WHAT IS BEING ASKED:
Every line from the one holding "let store = match" through the final line of the entries is to be reproduced exactly, and no other line.

EXERCISE MATERIALS:
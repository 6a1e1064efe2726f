//! Configuration module for `er-modeler`

use serde::{Deserialize, Serialize};
use std::fmt;
use std::fs;
use std::path::PathBuf;

/// Default CLI configuration loaded based on build profile.
/// Uses release defaults in release mode, debug defaults in debug mode.
#[cfg(not(debug_assertions))]
const CONFIG_DEFAULTS: &str = include_str!("../assets/DefaultCLIConfigRelease.toml");

#[cfg(debug_assertions)]
const CONFIG_DEFAULTS: &str = include_str!("../assets/DefaultCLIConfigDebug.toml");

#[cfg(not(debug_assertions))]
const CONFIG_FILE_NAME: &str = "config.toml";

#[cfg(debug_assertions)]
const CONFIG_FILE_NAME: &str = "dconfig.toml";

/// Logging configuration
#[derive(Debug, Clone, Default, Serialize, Deserialize)]
pub struct LoggingConfig {
    /// Log level (error, warn, info, debug)
    #[serde(default)]
    pub level: String,
    /// Log file path
    #[serde(default)]
    pub file: String,
    /// Enable verbose output
    #[serde(default)]
    pub verbose: bool,
}

/// Paths configuration
#[derive(Debug, Clone, Default, Serialize, Deserialize)]
pub struct PathsConfig {
    /// Directory for saved diagram slots
    #[serde(default)]
    pub diagrams_dir: String,
    /// Directory for exported schema reports
    #[serde(default)]
    pub export_dir: String,
}

/// Main configuration structure
#[derive(Debug, Clone, Default, Serialize, Deserialize)]
pub struct Config {
    /// Logging settings
    pub logging: LoggingConfig,
    /// Path settings
    #[serde(default)]
    pub paths: PathsConfig,
}

/// Optional CLI overrides for configuration values
#[derive(Debug, Clone, Default)]
pub struct ConfigOverrides {
    /// Override logging level
    pub level: Option<String>,
    /// Override log file path
    pub file: Option<String>,
    /// Override verbose flag
    pub verbose: Option<bool>,
    /// Override saved-diagram directory
    pub diagrams_dir: Option<String>,
    /// Override export directory
    pub export_dir: Option<String>,
}

impl Config {
    /// Get the `$ER_MODELER` directory path
    ///
    /// Returns:
    /// - Linux: `~/.config/ermodeler`
    /// - macOS: `~/Library/Application Support/ermodeler`
    /// - Windows: `%APPDATA%\ermodeler`
    #[must_use]
    pub fn get_ermodeler_dir() -> PathBuf {
        dirs::config_dir()
            .unwrap_or_else(|| PathBuf::from("."))
            .join("ermodeler")
    }

    /// Get the user config file path (`config.toml` for release builds,
    /// `dconfig.toml` for debug builds)
    #[must_use]
    pub fn get_config_file_path() -> PathBuf {
        Self::get_ermodeler_dir().join(CONFIG_FILE_NAME)
    }

    /// Expand `$ER_MODELER` in a config value to the actual directory path
    #[must_use]
    fn expand_variables(value: &str) -> String {
        if value.contains("$ER_MODELER") {
            let dir = Self::get_ermodeler_dir();
            value.replace("$ER_MODELER", dir.to_str().unwrap_or("."))
        } else {
            value.to_string()
        }
    }

    /// Initialize config from a TOML string
    ///
    /// Missing fields use their serde defaults; `$ER_MODELER` references in
    /// path values are expanded.
    ///
    /// # Errors
    /// Returns an error if the TOML cannot be parsed or doesn't match the
    /// expected schema.
    pub fn from_toml(toml_str: &str) -> Result<Self, toml::de::Error> {
        let mut config: Self = toml::from_str(toml_str)?;

        // Expand variables in config values
        config.logging.file = Self::expand_variables(&config.logging.file);
        config.paths.diagrams_dir = Self::expand_variables(&config.paths.diagrams_dir);
        config.paths.export_dir = Self::expand_variables(&config.paths.export_dir);

        Ok(config)
    }

    /// Load configuration from embedded defaults
    ///
    /// # Panics
    /// Panics if the compiled-in default configuration is invalid TOML. This
    /// should never happen in practice since the defaults ship with the
    /// binary.
    #[must_use]
    pub fn from_defaults() -> Self {
        Self::from_toml(CONFIG_DEFAULTS).expect("Failed to parse compiled-in default configuration")
    }

    /// Merge missing fields from defaults into this config
    ///
    /// Used when loading so that newly added configuration fields are
    /// populated with their default values. Only fields that are empty in the
    /// current config and non-empty in defaults are updated.
    ///
    /// # Returns
    /// `true` if any fields were added/changed, `false` otherwise
    #[allow(clippy::useless_let_if_seq)]
    pub fn merge_defaults(&mut self, defaults: &Self) -> bool {
        let mut changed = false;

        // Merge logging fields - only if they're empty (use defaults for empty values)
        if self.logging.level.is_empty() && !defaults.logging.level.is_empty() {
            self.logging.level.clone_from(&defaults.logging.level);
            changed = true;
        }
        if self.logging.file.is_empty() && !defaults.logging.file.is_empty() {
            self.logging.file.clone_from(&defaults.logging.file);
            changed = true;
        }

        // Merge paths fields
        if self.paths.diagrams_dir.is_empty() && !defaults.paths.diagrams_dir.is_empty() {
            self.paths
                .diagrams_dir
                .clone_from(&defaults.paths.diagrams_dir);
            changed = true;
        }
        if self.paths.export_dir.is_empty() && !defaults.paths.export_dir.is_empty() {
            self.paths.export_dir.clone_from(&defaults.paths.export_dir);
            changed = true;
        }

        changed
    }

    /// Apply CLI-provided overrides onto the loaded configuration
    ///
    /// Command-line arguments override configuration file values for this run
    /// only; the persistent file is untouched. Only non-`None` values replace
    /// config values.
    pub fn apply_overrides(&mut self, overrides: &ConfigOverrides) {
        if let Some(level) = &overrides.level {
            self.logging.level.clone_from(level);
        }
        if let Some(file) = &overrides.file {
            self.logging.file.clone_from(file);
        }
        if let Some(verbose) = overrides.verbose {
            self.logging.verbose = verbose;
        }

        if let Some(diagrams_dir) = &overrides.diagrams_dir {
            self.paths.diagrams_dir.clone_from(diagrams_dir);
        }
        if let Some(export_dir) = &overrides.export_dir {
            self.paths.export_dir.clone_from(export_dir);
        }
    }

    /// Load configuration from file, or create from defaults if not found
    ///
    /// - If the config file exists: loads it, merges missing fields from
    ///   defaults, and saves the updated config.
    /// - On first run: creates the config directory and writes the defaults.
    ///
    /// Falls back to defaults if any error occurs during loading.
    #[must_use]
    pub fn load() -> Self {
        let config_file = Self::get_config_file_path();
        let defaults = Self::from_defaults();

        if config_file.exists() {
            if let Ok(content) = fs::read_to_string(&config_file) {
                if let Ok(mut config) = Self::from_toml(&content) {
                    // Merge any missing fields from defaults
                    if config.merge_defaults(&defaults) {
                        // Save the updated config with new fields
                        let _ = config.save();
                    }
                    return config;
                }
            }
        } else {
            // First run: create directory and config file from defaults
            if let Some(parent) = config_file.parent() {
                let _ = fs::create_dir_all(parent);
            }
            let _ = defaults.save();
            return defaults;
        }

        defaults
    }

    /// Save configuration to the platform-specific config file, creating the
    /// directory as needed
    ///
    /// # Errors
    /// Returns an error if serialization fails, the config directory cannot
    /// be created, or the file cannot be written.
    pub fn save(&self) -> Result<(), Box<dyn std::error::Error>> {
        let config_file = Self::get_config_file_path();
        if let Some(parent) = config_file.parent() {
            fs::create_dir_all(parent)?;
        }
        let toml_str = toml::to_string_pretty(self)?;
        fs::write(&config_file, toml_str)?;
        Ok(())
    }

    /// Get a configuration value by key
    ///
    /// Supported keys: `level`, `file`, `verbose`, `diagrams_dir`,
    /// `export_dir` (dashed forms accepted).
    #[must_use]
    pub fn get(&self, key: &str) -> Option<String> {
        match key {
            "level" => Some(self.logging.level.clone()),
            "file" => Some(self.logging.file.clone()),
            "verbose" => Some(self.logging.verbose.to_string()),
            "diagrams_dir" | "diagrams-dir" => Some(self.paths.diagrams_dir.clone()),
            "export_dir" | "export-dir" => Some(self.paths.export_dir.clone()),
            _ => None,
        }
    }

    /// Set a configuration value by key
    ///
    /// `level` is validated against the known level names; `verbose` accepts
    /// `true`/`false`. Path values are stored as given.
    ///
    /// # Errors
    /// Returns a message naming the rejected key or value.
    pub fn set(&mut self, key: &str, value: &str) -> Result<(), String> {
        match key {
            "level" => {
                let lowered = value.to_lowercase();
                match lowered.as_str() {
                    "error" | "warn" | "info" | "debug" => {
                        self.logging.level = lowered;
                        Ok(())
                    }
                    _ => Err(format!(
                        "Invalid level '{value}' (expected error, warn, info, or debug)"
                    )),
                }
            }
            "file" => {
                self.logging.file = Self::expand_variables(value);
                Ok(())
            }
            "verbose" => match value.to_lowercase().as_str() {
                "true" | "1" | "yes" => {
                    self.logging.verbose = true;
                    Ok(())
                }
                "false" | "0" | "no" => {
                    self.logging.verbose = false;
                    Ok(())
                }
                _ => Err(format!("Invalid verbose value '{value}' (expected true or false)")),
            },
            "diagrams_dir" | "diagrams-dir" => {
                self.paths.diagrams_dir = Self::expand_variables(value);
                Ok(())
            }
            "export_dir" | "export-dir" => {
                self.paths.export_dir = Self::expand_variables(value);
                Ok(())
            }
            _ => Err(format!("Unknown configuration key '{key}'")),
        }
    }

    /// Reset a configuration value to its default
    ///
    /// # Errors
    /// Returns a message when the key is unknown.
    pub fn unset(&mut self, key: &str, defaults: &Self) -> Result<(), String> {
        match key {
            "level" => {
                self.logging.level.clone_from(&defaults.logging.level);
                Ok(())
            }
            "file" => {
                self.logging.file.clone_from(&defaults.logging.file);
                Ok(())
            }
            "verbose" => {
                self.logging.verbose = defaults.logging.verbose;
                Ok(())
            }
            "diagrams_dir" | "diagrams-dir" => {
                self.paths
                    .diagrams_dir
                    .clone_from(&defaults.paths.diagrams_dir);
                Ok(())
            }
            "export_dir" | "export-dir" => {
                self.paths.export_dir.clone_from(&defaults.paths.export_dir);
                Ok(())
            }
            _ => Err(format!("Unknown configuration key '{key}'")),
        }
    }

    /// Delete the config file so the next load recreates it from defaults
    ///
    /// # Errors
    /// Returns an error if the file exists but cannot be removed.
    pub fn reset() -> Result<(), std::io::Error> {
        let config_file = Self::get_config_file_path();
        if config_file.exists() {
            fs::remove_file(config_file)?;
        }
        Ok(())
    }
}

impl fmt::Display for Config {
    fn fmt(&self, f: &mut fmt::Formatter<'_>) -> fmt::Result {
        writeln!(f, "level = {}", self.logging.level)?;
        writeln!(f, "file = {}", self.logging.file)?;
        writeln!(f, "verbose = {}", self.logging.verbose)?;
        writeln!(f, "diagrams_dir = {}", self.paths.diagrams_dir)?;
        write!(f, "export_dir = {}", self.paths.export_dir)
    }
}
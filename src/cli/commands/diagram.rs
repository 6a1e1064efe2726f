//! Diagram editing command handlers
//!
//! Each handler loads the diagram slot, applies one operation, and saves the
//! slot back. A rejected operation leaves the saved diagram unchanged.

use er_modeler::core::models::{shape_for, Node, NodeId, NodeKind};
use er_modeler::core::persist::{DiagramStorage, LoadError};
use er_modeler::core::store::DiagramStore;
use er_modeler::{error, info};

use crate::args::{AddSubcommand, RoleArg};

/// Load the slot, or start an empty diagram when it has not been saved yet
fn load_or_new(storage: &DiagramStorage, slot: &str) -> Result<DiagramStore, String> {
    match storage.load(slot) {
        Ok(store) => Ok(store),
        Err(LoadError::NotFound(_)) => {
            info!("No saved diagram \"{slot}\"; starting empty");
            Ok(DiagramStore::new())
        }
        Err(err) => Err(format!("✗ Failed to load diagram \"{slot}\": {err}")),
    }
}

fn save(storage: &DiagramStorage, slot: &str, store: &DiagramStore) -> Result<(), String> {
    storage
        .save(store, slot)
        .map_err(|err| format!("✗ Failed to save diagram \"{slot}\": {err}"))
}

fn report(result: Result<String, String>) {
    match result {
        Ok(message) => println!("{message}"),
        Err(message) => {
            error!("{message}");
            eprintln!("{message}");
        }
    }
}

/// Run the add command
pub fn add(kind: &AddSubcommand, storage: &DiagramStorage, slot: &str) {
    report(run_add(kind, storage, slot));
}

fn run_add(kind: &AddSubcommand, storage: &DiagramStorage, slot: &str) -> Result<String, String> {
    let mut store = load_or_new(storage, slot)?;

    let message = match kind {
        AddSubcommand::Entity { name, weak } => {
            let label = name.clone().unwrap_or_else(|| {
                if *weak {
                    "Weak Entity".to_string()
                } else {
                    shape_for(NodeKind::Entity).label.to_string()
                }
            });
            let id = store.add_entity(label.as_str(), *weak);
            format!("✓ Added entity {id} (\"{label}\")")
        }
        AddSubcommand::Relationship { name, identifying } => {
            let label = name
                .clone()
                .unwrap_or_else(|| shape_for(NodeKind::Relationship).label.to_string());
            let id = store.add_relationship(label.as_str(), *identifying);
            format!("✓ Added relationship {id} (\"{label}\")")
        }
        AddSubcommand::Inheritance { name } => {
            let label = name
                .clone()
                .unwrap_or_else(|| shape_for(NodeKind::Inheritance).label.to_string());
            let id = store.add_inheritance(label.as_str());
            format!("✓ Added inheritance marker {id} (\"{label}\")")
        }
        AddSubcommand::Attribute { name, owner } => {
            let owner_id = NodeId::from(owner.as_str());
            let id = store
                .add_attribute(&owner_id, name.as_str())
                .map_err(|err| format!("✗ {err}"))?;
            format!("✓ Added attribute {id} (\"{name}\") to {owner}")
        }
    };

    save(storage, slot, &store)?;
    Ok(message)
}

/// Run the connect command
pub fn connect(a: &str, b: &str, role: Option<RoleArg>, storage: &DiagramStorage, slot: &str) {
    report(run_connect(a, b, role, storage, slot));
}

fn run_connect(
    a: &str,
    b: &str,
    role: Option<RoleArg>,
    storage: &DiagramStorage,
    slot: &str,
) -> Result<String, String> {
    let mut store = load_or_new(storage, slot)?;
    let (a, b) = (NodeId::from(a), NodeId::from(b));

    let edge_id = store
        .connect(&a, &b, role.map(Into::into))
        .map_err(|err| format!("✗ {err}"))?;

    let edge = store.edge(&edge_id).cloned();
    save(storage, slot, &store)?;

    Ok(edge.map_or_else(
        || format!("✓ Connected {a} to {b}"),
        |edge| {
            format!(
                "✓ Connected {} ({}) to {} ({}) [{}]",
                edge.from, edge.from_card, edge.to, edge.to_card, edge.id
            )
        },
    ))
}

/// Run the remove command
pub fn remove(id: &str, storage: &DiagramStorage, slot: &str) {
    report(run_remove(id, storage, slot));
}

fn run_remove(id: &str, storage: &DiagramStorage, slot: &str) -> Result<String, String> {
    let mut store = load_or_new(storage, slot)?;
    let id = NodeId::from(id);
    if store.node(&id).is_none() {
        return Err(format!("✗ No node with id {id}"));
    }

    let (nodes_before, edges_before) = (store.nodes().len(), store.edges().len());
    store.remove_node(&id);
    save(storage, slot, &store)?;

    Ok(format!(
        "✓ Removed {id} ({} nodes, {} edges dropped)",
        nodes_before - store.nodes().len(),
        edges_before - store.edges().len()
    ))
}

/// Run the rename command
pub fn rename(id: &str, name: &str, storage: &DiagramStorage, slot: &str) {
    report(run_rename(id, name, storage, slot));
}

fn run_rename(id: &str, name: &str, storage: &DiagramStorage, slot: &str) -> Result<String, String> {
    let mut store = load_or_new(storage, slot)?;
    let id = NodeId::from(id);
    if !store.rename_node(&id, name) {
        return Err(format!("✗ No node with id {id}"));
    }
    save(storage, slot, &store)?;
    Ok(format!("✓ Renamed {id} to \"{name}\""))
}

/// Run the move command
pub fn move_node(id: &str, x: f64, y: f64, storage: &DiagramStorage, slot: &str) {
    report(run_move(id, x, y, storage, slot));
}

fn run_move(id: &str, x: f64, y: f64, storage: &DiagramStorage, slot: &str) -> Result<String, String> {
    let mut store = load_or_new(storage, slot)?;
    let id = NodeId::from(id);
    if store.node(&id).is_none() {
        return Err(format!("✗ No node with id {id}"));
    }

    if store.move_node(&id, x, y) {
        save(storage, slot, &store)?;
        Ok(format!("✓ Moved {id} to ({x}, {y})"))
    } else {
        // The overlap rule makes this a no-op, not an error; the slot keeps
        // the last accepted position.
        Ok(format!("Move of {id} skipped: would overlap another node"))
    }
}

fn describe(node: &Node) -> String {
    let rect = node.rect();
    let flags = match node {
        Node::Entity(ent) if ent.weak => " [weak]".to_string(),
        Node::Relationship(rel) if rel.identifying => " [identifying]".to_string(),
        Node::Attribute(attr) => format!(" [owner: {}]", attr.owner),
        _ => String::new(),
    };
    format!(
        "  {} {} \"{}\" at ({}, {}) {}x{}{}",
        node.id(),
        node.kind(),
        node.name(),
        rect.x,
        rect.y,
        rect.width,
        rect.height,
        flags
    )
}

/// Run the show command
pub fn show(storage: &DiagramStorage, slot: &str) {
    let store = match load_or_new(storage, slot) {
        Ok(store) => store,
        Err(message) => {
            error!("{message}");
            eprintln!("{message}");
            return;
        }
    };

    if store.nodes().is_empty() {
        println!("Diagram \"{slot}\" is empty.");
        return;
    }

    println!("Diagram \"{slot}\":");
    println!("Nodes:");
    for node in store.nodes() {
        println!("{}", describe(node));
    }

    if store.edges().is_empty() {
        println!("No edges.");
    } else {
        println!("Edges:");
        for edge in store.edges() {
            println!(
                "  {}: {} ({}) <-> {} ({})",
                edge.id, edge.from, edge.from_card, edge.to, edge.to_card
            );
        }
    }
}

SOLUTION TO THIS TASK:
    let store = match load_or_new(storage, slot) {
        Ok(store) => store,
        Err(message) => {
            error!("{message}");
            eprintln!("{message}");
            return;
        }
    };

    if store.nodes().is_empty() {
        println!("Diagram \"{slot}\" is empty.");
        return;
    }

    println!("Diagram \"{slot}\":");
    println!("Nodes:");
    for node in store.nodes() {
        println!("{}", describe(node));
    }

    if store.edges().is_empty() {
        println!("No edges.");
    } else {
        println!("Edges:");
        for edge in store.edges() {
            println!(
                "  {}: {} ({}) <-> {} ({})",
                edge.id, edge.from, edge.from_card, edge.to, edge.to_card
            );
        }
    }
}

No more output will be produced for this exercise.